> Assignment: Each line of the data that mentions the string "serde" needs to be identified and copied.

> Data for analysis:
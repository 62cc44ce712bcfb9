//! Foreign-key relations between tables.

use crate::error::{DbError, DbResult};
use crate::table::ColumnRef;

/// A foreign key: source columns referencing target columns.
#[derive(Debug, Clone)]
pub struct Relation {
    pub name: String,
    /// `(source, target)` column pairs.
    pub references: Vec<(ColumnRef, ColumnRef)>,
    pub on_delete_cascade: bool,
}

impl Relation {
    pub fn new<I>(name: impl Into<String>, references: I) -> DbResult<Self>
    where
        I: IntoIterator<Item = (ColumnRef, ColumnRef)>,
    {
        let name = name.into();
        let references: Vec<_> = references.into_iter().collect();
        let Some((first_source, first_target)) = references.first() else {
            return Err(DbError::invalid_argument(format!("relation {name} has no columns")));
        };
        let mixed = references.iter().any(|(s, t)| {
            s.rowset().key() != first_source.rowset().key()
                || t.rowset().key() != first_target.rowset().key()
        });
        if mixed {
            return Err(DbError::invalid_argument(format!(
                "relation {name} spans more than one source or target table"
            )));
        }
        Ok(Self {
            name,
            references,
            on_delete_cascade: false,
        })
    }

    pub fn on_delete_cascade(mut self) -> Self {
        self.on_delete_cascade = true;
        self
    }

    pub fn source_table(&self) -> &str {
        self.references.first().map_or("", |(s, _)| s.table_name())
    }

    pub fn target_table(&self) -> &str {
        self.references.first().map_or("", |(_, t)| t.table_name())
    }

    pub fn source_columns(&self) -> impl Iterator<Item = &ColumnRef> {
        self.references.iter().map(|(s, _)| s)
    }

    pub fn target_columns(&self) -> impl Iterator<Item = &ColumnRef> {
        self.references.iter().map(|(_, t)| t)
    }
}

#[cfg(test)]
mod tests {
    use super::*;
    use crate::table::{Table, TableColumn};
    use crate::types::DataType;

    #[test]
    fn relation_links_two_tables() {
        let mut emp = Table::new("EMPLOYEES");
        let dept_id = emp.add_column(TableColumn::new("DEPT_ID", DataType::Integer, 4));
        let name = emp.add_column(TableColumn::new("NAME", DataType::Varchar, 40));
        let mut dept = Table::new("DEPARTMENTS");
        let id = dept.add_column(TableColumn::new("ID", DataType::Integer, 4));

        let rel = Relation::new("FK_EMP_DEPT", [(dept_id.clone(), id.clone())])
            .unwrap()
            .on_delete_cascade();
        assert_eq!(rel.source_table(), "EMPLOYEES");
        assert_eq!(rel.target_table(), "DEPARTMENTS");
        assert!(rel.on_delete_cascade);

        assert!(Relation::new("EMPTY", Vec::<(ColumnRef, ColumnRef)>::new()).is_err());
        assert!(Relation::new("MIXED", [(dept_id, id.clone()), (id.clone(), name)]).is_err());
    }
}
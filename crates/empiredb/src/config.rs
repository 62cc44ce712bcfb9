//! Database configuration.

use serde::{Deserialize, Serialize};

/// How values are emitted into generated SQL.
#[derive(Debug, Clone, Copy, PartialEq, Eq, Default, Serialize, Deserialize)]
#[serde(rename_all = "snake_case")]
pub enum ParamMode {
    /// Values become positional placeholders with a separate parameter list.
    #[default]
    Prepared,
    /// Values are formatted as SQL literals inside the statement text.
    Literal,
}

/// Settings for the table-backed sequence emulation.
#[derive(Debug, Clone, PartialEq, Eq, Serialize, Deserialize)]
#[serde(default)]
pub struct SequenceConfig {
    /// Counter table name.
    pub table: String,
    pub name_column: String,
    pub value_column: String,
    pub timestamp_column: String,
    /// Value handed out first for a sequence that has no row yet.
    pub min_value: i64,
    /// Attempts before giving up with `SequenceContention`.
    pub max_attempts: u32,
    /// Failed attempts after which each retry is logged at WARN.
    pub warn_after: u32,
}

impl Default for SequenceConfig {
    fn default() -> Self {
        Self {
            table: "EMPIREDB_SEQUENCES".to_string(),
            name_column: "SEQNAME".to_string(),
            value_column: "SEQVALUE".to_string(),
            timestamp_column: "SEQTIME".to_string(),
            min_value: 1,
            max_attempts: 25,
            warn_after: 5,
        }
    }
}

impl SequenceConfig {
    pub fn new() -> Self {
        Self::default()
    }

    pub fn table(mut self, table: impl Into<String>) -> Self {
        self.table = table.into();
        self
    }

    pub fn min_value(mut self, value: i64) -> Self {
        self.min_value = value;
        self
    }

    /// Set the retry cap (at least one attempt is always made).
    pub fn max_attempts(mut self, attempts: u32) -> Self {
        self.max_attempts = attempts.max(1);
        self
    }

    pub fn warn_after(mut self, attempts: u32) -> Self {
        self.warn_after = attempts;
        self
    }
}

/// Configuration for a [`Database`](crate::database::Database).
#[derive(Debug, Clone, PartialEq, Eq, Serialize, Deserialize)]
#[serde(default)]
pub struct DatabaseConfig {
    /// Schema prefixed to table names in generated SQL.
    pub schema: Option<String>,
    pub param_mode: ParamMode,
    /// Use native sequences when the dialect supports them.
    pub native_sequences: bool,
    pub sequences: SequenceConfig,
    /// Maximum SQL length written to logs; longer statements are truncated.
    pub max_sql_log_len: usize,
}

impl Default for DatabaseConfig {
    fn default() -> Self {
        Self {
            schema: None,
            param_mode: ParamMode::Prepared,
            native_sequences: true,
            sequences: SequenceConfig::default(),
            max_sql_log_len: 2000,
        }
    }
}

impl DatabaseConfig {
    /// Create a new configuration with defaults.
    pub fn new() -> Self {
        Self::default()
    }

    pub fn schema(mut self, schema: impl Into<String>) -> Self {
        self.schema = Some(schema.into());
        self
    }

    pub fn param_mode(mut self, mode: ParamMode) -> Self {
        self.param_mode = mode;
        self
    }

    /// Force table-backed sequence emulation even where native sequences exist.
    pub fn emulate_sequences(mut self) -> Self {
        self.native_sequences = false;
        self
    }

    pub fn sequences(mut self, config: SequenceConfig) -> Self {
        self.sequences = config;
        self
    }

    pub fn max_sql_log_len(mut self, len: usize) -> Self {
        self.max_sql_log_len = len;
        self
    }
}

/// Shorten `sql` to at most `max` bytes on a char boundary for logging.
pub(crate) fn truncate_sql(sql: &str, max: usize) -> std::borrow::Cow<'_, str> {
    if sql.len() <= max {
        return std::borrow::Cow::Borrowed(sql);
    }
    let mut end = max;
    while !sql.is_char_boundary(end) {
        end -= 1;
    }
    std::borrow::Cow::Owned(format!("{}... ({} bytes)", &sql[..end], sql.len()))
}

#[cfg(test)]
mod tests {
    use super::*;

    #[test]
    fn defaults() {
        let cfg = DatabaseConfig::new();
        assert_eq!(cfg.param_mode, ParamMode::Prepared);
        assert_eq!(cfg.sequences.max_attempts, 25);
        assert_eq!(cfg.sequences.warn_after, 5);
        assert!(cfg.native_sequences);
    }

    #[test]
    fn builder_chain() {
        let cfg = DatabaseConfig::new()
            .schema("hr")
            .param_mode(ParamMode::Literal)
            .emulate_sequences()
            .sequences(SequenceConfig::new().max_attempts(0));
        assert_eq!(cfg.schema.as_deref(), Some("hr"));
        assert!(!cfg.native_sequences);
        assert_eq!(cfg.sequences.max_attempts, 1);
    }

    #[test]
    fn truncation_respects_char_boundaries() {
        assert_eq!(truncate_sql("SELECT 1", 100), "SELECT 1");
        let t = truncate_sql("SELECT 'äää'", 9);
        assert!(t.starts_with("SELECT '"));
        assert_eq!(t, "SELECT '... (15 bytes)");
    }
}
//! Root registry of schema objects bound to one dialect.

use crate::command::Command;
use crate::config::DatabaseConfig;
use crate::dbms::DbmsHandler;
use crate::error::{DbError, DbResult};
use crate::relation::Relation;
use crate::table::Table;
use crate::view::View;
use std::sync::Arc;

/// A database model: tables, views and relations plus the dialect used to
/// render commands against it.
#[derive(Debug, Clone)]
pub struct Database {
    name: String,
    dbms: Arc<dyn DbmsHandler>,
    config: DatabaseConfig,
    tables: Vec<Table>,
    views: Vec<View>,
    relations: Vec<Relation>,
}

impl Database {
    pub fn new(name: impl Into<String>, dbms: Arc<dyn DbmsHandler>) -> Self {
        Self {
            name: name.into(),
            dbms,
            config: DatabaseConfig::default(),
            tables: Vec::new(),
            views: Vec::new(),
            relations: Vec::new(),
        }
    }

    pub fn with_config(mut self, config: DatabaseConfig) -> Self {
        self.config = config;
        self
    }

    pub fn name(&self) -> &str {
        &self.name
    }

    pub fn dbms(&self) -> &Arc<dyn DbmsHandler> {
        &self.dbms
    }

    pub fn config(&self) -> &DatabaseConfig {
        &self.config
    }

    pub fn schema(&self) -> Option<&str> {
        self.config.schema.as_deref()
    }

    /// A new command using this database's dialect, schema and parameter mode.
    pub fn command(&self) -> Command {
        let mut cmd = Command::new(Arc::clone(&self.dbms));
        cmd.param_mode(self.config.param_mode)
            .schema(self.config.schema.clone());
        cmd
    }

    fn check_unique(&self, name: &str) -> DbResult<()> {
        let taken = self.tables.iter().any(|t| t.name().eq_ignore_ascii_case(name))
            || self.views.iter().any(|v| v.name().eq_ignore_ascii_case(name));
        if taken {
            return Err(DbError::invalid_argument(format!(
                "{name} is already defined in database {}",
                self.name
            )));
        }
        Ok(())
    }

    pub fn add_table(&mut self, table: Table) -> DbResult<()> {
        self.check_unique(table.name())?;
        self.tables.push(table);
        Ok(())
    }

    pub fn add_view(&mut self, view: View) -> DbResult<()> {
        self.check_unique(view.name())?;
        self.views.push(view);
        Ok(())
    }

    /// Register a relation; both ends must be tables of this database.
    pub fn add_relation(&mut self, relation: Relation) -> DbResult<()> {
        for table in [relation.source_table(), relation.target_table()] {
            if self.table(table).is_none() {
                return Err(DbError::ObjectNotFound(format!(
                    "table {table} of relation {}",
                    relation.name
                )));
            }
        }
        if self.relation(&relation.name).is_some() {
            return Err(DbError::invalid_argument(format!(
                "duplicate relation {}",
                relation.name
            )));
        }
        self.relations.push(relation);
        Ok(())
    }

    pub fn table(&self, name: &str) -> Option<&Table> {
        self.tables.iter().find(|t| t.name().eq_ignore_ascii_case(name))
    }

    pub fn table_mut(&mut self, name: &str) -> Option<&mut Table> {
        self.tables
            .iter_mut()
            .find(|t| t.name().eq_ignore_ascii_case(name))
    }

    pub fn tables(&self) -> &[Table] {
        &self.tables
    }

    pub fn view(&self, name: &str) -> Option<&View> {
        self.views.iter().find(|v| v.name().eq_ignore_ascii_case(name))
    }

    pub fn views(&self) -> &[View] {
        &self.views
    }

    pub fn relation(&self, name: &str) -> Option<&Relation> {
        self.relations
            .iter()
            .find(|r| r.name.eq_ignore_ascii_case(name))
    }

    pub fn relations(&self) -> &[Relation] {
        &self.relations
    }

    /// Relations whose source is `table`.
    pub fn relations_from<'a>(&'a self, table: &'a str) -> impl Iterator<Item = &'a Relation> {
        self.relations
            .iter()
            .filter(move |r| r.source_table().eq_ignore_ascii_case(table))
    }
}

#[cfg(test)]
mod tests {
    use super::*;
    use crate::config::ParamMode;
    use crate::dbms;
    use crate::expr::SqlExpr;
    use crate::table::TableColumn;
    use crate::types::DataType;

    fn db() -> Database {
        let mut db = Database::new("HR", dbms::postgres())
            .with_config(DatabaseConfig::new().schema("hr").param_mode(ParamMode::Literal));
        let mut dept = Table::new("DEPARTMENTS");
        dept.add_column(TableColumn::new("ID", DataType::Integer, 4));
        let mut emp = Table::new("EMPLOYEES");
        emp.add_column(TableColumn::new("ID", DataType::Integer, 4));
        emp.add_column(TableColumn::new("DEPT_ID", DataType::Integer, 4));
        db.add_table(dept).unwrap();
        db.add_table(emp).unwrap();
        db
    }

    #[test]
    fn lookup_is_case_insensitive_and_names_are_unique() {
        let mut db = db();
        assert!(db.table("employees").is_some());
        assert!(db.add_table(Table::new("Employees")).is_err());
        assert!(db.view("EMPLOYEES").is_none());
    }

    #[test]
    fn relations_need_registered_tables() {
        let mut db = db();
        let fk = db.table("EMPLOYEES").unwrap().col("DEPT_ID").unwrap();
        let pk = db.table("DEPARTMENTS").unwrap().col("ID").unwrap();
        db.add_relation(Relation::new("FK_EMP_DEPT", [(fk.clone(), pk)]).unwrap())
            .unwrap();
        assert_eq!(db.relations_from("employees").count(), 1);

        let mut other = Table::new("OTHER");
        let x = other.add_column(TableColumn::new("X", DataType::Integer, 4));
        let rel = Relation::new("FK_OTHER", [(fk, x)]).unwrap();
        assert!(matches!(db.add_relation(rel), Err(DbError::ObjectNotFound(_))));
    }

    #[test]
    fn command_inherits_schema_and_mode() {
        let db = db();
        let id = db.table("EMPLOYEES").unwrap().col("ID").unwrap();
        let mut cmd = db.command();
        cmd.select([&id]).and_where(id.eq(3));
        assert_eq!(
            cmd.build_select().unwrap().sql,
            "SELECT ID FROM hr.EMPLOYEES WHERE ID = 3"
        );
    }
}
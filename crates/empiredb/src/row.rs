//! Result rows and typed value access.

use crate::error::{DbError, DbResult};
use crate::types::{DataType, Value};
use chrono::{NaiveDate, NaiveDateTime, NaiveTime};
use rust_decimal::Decimal;
use std::sync::Arc;
use uuid::Uuid;

/// Conversion from a [`Value`] read from a result row.
pub trait FromValue: Sized {
    fn from_value(value: &Value) -> DbResult<Self>;
}

impl FromValue for Value {
    fn from_value(value: &Value) -> DbResult<Self> {
        Ok(value.clone())
    }
}

impl<T: FromValue> FromValue for Option<T> {
    fn from_value(value: &Value) -> DbResult<Self> {
        match value {
            Value::Null => Ok(None),
            other => T::from_value(other).map(Some),
        }
    }
}

fn unexpected(value: &Value, target: &str) -> DbError {
    DbError::invalid_argument(format!("cannot read {value:?} as {target}"))
}

macro_rules! impl_from_value {
    ($($t:ty => $data_type:expr, $variant:ident),* $(,)?) => {
        $(
            impl FromValue for $t {
                fn from_value(value: &Value) -> DbResult<Self> {
                    match value.coerce($data_type)? {
                        Value::$variant(v) => Ok(v),
                        _ => Err(unexpected(value, stringify!($t))),
                    }
                }
            }
        )*
    };
}

impl_from_value!(
    i64 => DataType::Integer, Int,
    bool => DataType::Bool, Bool,
    f64 => DataType::Float, Float,
    Decimal => DataType::Decimal, Decimal,
    String => DataType::Varchar, Text,
    NaiveDate => DataType::Date, Date,
    NaiveTime => DataType::Time, Time,
    NaiveDateTime => DataType::DateTime, DateTime,
    Uuid => DataType::UniqueId, Uuid,
    Vec<u8> => DataType::Blob, Bytes,
);

impl FromValue for i32 {
    fn from_value(value: &Value) -> DbResult<Self> {
        let v = i64::from_value(value)?;
        i32::try_from(v).map_err(|_| unexpected(value, "i32"))
    }
}

/// One result row: shared column names and the row's values.
#[derive(Debug, Clone, PartialEq)]
pub struct Row {
    columns: Arc<[String]>,
    values: Vec<Value>,
}

impl Row {
    pub fn new(columns: Arc<[String]>, values: Vec<Value>) -> Self {
        Self { columns, values }
    }

    pub fn columns(&self) -> &[String] {
        &self.columns
    }

    pub fn values(&self) -> &[Value] {
        &self.values
    }

    pub fn len(&self) -> usize {
        self.values.len()
    }

    pub fn is_empty(&self) -> bool {
        self.values.is_empty()
    }

    pub fn into_values(self) -> Vec<Value> {
        self.values
    }

    /// Position of `column` (case-insensitive).
    pub fn index_of(&self, column: &str) -> Option<usize> {
        self.columns.iter().position(|c| c.eq_ignore_ascii_case(column))
    }

    pub fn value(&self, column: &str) -> DbResult<&Value> {
        self.index_of(column)
            .and_then(|i| self.values.get(i))
            .ok_or_else(|| DbError::decode(column, "no such column in result"))
    }

    /// Typed access by column name.
    pub fn get<T: FromValue>(&self, column: &str) -> DbResult<T> {
        let value = self.value(column)?;
        T::from_value(value).map_err(|e| DbError::decode(column, e.to_string()))
    }

    /// Typed access by position.
    pub fn get_at<T: FromValue>(&self, index: usize) -> DbResult<T> {
        let value = self
            .values
            .get(index)
            .ok_or_else(|| DbError::decode(format!("#{index}"), "index out of range"))?;
        T::from_value(value).map_err(|e| {
            let column = self.columns.get(index).cloned().unwrap_or_default();
            DbError::decode(column, e.to_string())
        })
    }
}

#[cfg(test)]
mod tests {
    use super::*;

    fn row() -> Row {
        Row::new(
            Arc::from(vec!["ID".to_string(), "NAME".to_string(), "BOSS".to_string()]),
            vec![Value::Int(7), Value::from("Smith"), Value::Null],
        )
    }

    #[test]
    fn typed_access_by_name_and_index() {
        let r = row();
        assert_eq!(r.get::<i64>("id").unwrap(), 7);
        assert_eq!(r.get::<i32>("ID").unwrap(), 7);
        assert_eq!(r.get::<String>("NAME").unwrap(), "Smith");
        assert_eq!(r.get_at::<String>(0).unwrap(), "7");
        assert_eq!(r.get::<Option<i64>>("BOSS").unwrap(), None);
    }

    #[test]
    fn decode_errors_name_the_column() {
        let r = row();
        let err = r.get::<i64>("NAME").unwrap_err();
        assert!(matches!(err, DbError::Decode { ref column, .. } if column == "NAME"));
        assert!(r.get::<i64>("MISSING").is_err());
        assert!(r.get_at::<i64>(9).is_err());
    }
}
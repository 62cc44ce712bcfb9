//! # empiredb
//!
//! A schema-model-first SQL command builder. Tables, views and relations are
//! declared once as metadata; commands are assembled from typed column
//! expressions and rendered to SQL for a chosen database dialect.
//!
//! ## Features
//!
//! - **Dialect handlers**: per-vendor phrase templates, identifier quoting,
//!   literal formats, DDL types and pagination (generic, PostgreSQL, MySQL,
//!   Oracle, SQL Server, H2, SQLite)
//! - **Typed expressions**: functions, calculations, CASE/DECODE, conversions,
//!   aggregates and subqueries built from column handles
//! - **Prepared or literal**: values become positional parameters or inline
//!   literals per command
//! - **Row windows**: limit/skip rendered natively where possible, applied
//!   while iterating otherwise
//! - **Sequences**: native sequence objects or a table-backed counter with
//!   bounded compare-and-swap retries
//! - **DDL**: ordered create/drop/alter scripts for the whole model
//!
//! ## Example
//!
//! ```rust
//! use empiredb::prelude::*;
//!
//! let mut db = Database::new("hr", empiredb::dbms::postgres());
//! let mut employees = Table::new("EMPLOYEES");
//! let id = employees.add_column(TableColumn::new("ID", DataType::AutoInc, 4).required());
//! let salary = employees.add_column(TableColumn::new("SALARY", DataType::Decimal, 10).scale(2));
//! db.add_table(employees).unwrap();
//!
//! let mut cmd = db.command();
//! cmd.set(&salary, salary.multiply_with(1.1)).and_where(id.eq(7));
//! let stmt = cmd.build_update().unwrap();
//! assert_eq!(stmt.sql, "UPDATE EMPLOYEES SET SALARY = SALARY * $1 WHERE ID = $2");
//! ```

pub mod builder;
pub mod client;
pub mod command;
pub mod config;
pub mod database;
pub mod dbms;
pub mod ddl;
pub mod error;
pub mod executor;
pub mod expr;
pub mod ident;
pub mod phrase;
pub mod relation;
pub mod row;
pub mod sequence;
pub mod table;
pub mod types;
pub mod view;

pub use builder::{SqlBuilder, Statement};
pub use client::DbConnection;
pub use command::{CombineOp, CombinedCommand, Command, JoinKind, OrderBy};
pub use config::{DatabaseConfig, ParamMode, SequenceConfig};
pub use database::Database;
pub use dbms::{DbmsFeature, DbmsHandler, Pagination, dbms_by_name};
pub use ddl::{DdlGenerator, SqlScript};
pub use error::{DbError, DbResult};
pub use executor::QueryType;
pub use expr::{CmdParam, ColumnExpr, CompareExpr, CompareOp, IntoExpr, SqlContext, SqlExpr};
pub use phrase::Phrase;
pub use relation::Relation;
pub use row::{FromValue, Row};
pub use table::{ColumnRef, Index, IndexKind, Table, TableColumn};
pub use types::{DataType, Value};
pub use view::View;

/// Commonly used types and traits.
pub mod prelude {
    pub use crate::command::{Command, JoinKind, OrderBy};
    pub use crate::database::Database;
    pub use crate::error::{DbError, DbResult};
    pub use crate::expr::{IntoExpr, SqlExpr};
    pub use crate::table::{ColumnRef, Table, TableColumn};
    pub use crate::types::{DataType, Value};
}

> Answer to this problem:
use serde::{Deserialize, Serialize};
#[serde(rename_all = "snake_case")]
#[serde(default)]
#[serde(default)]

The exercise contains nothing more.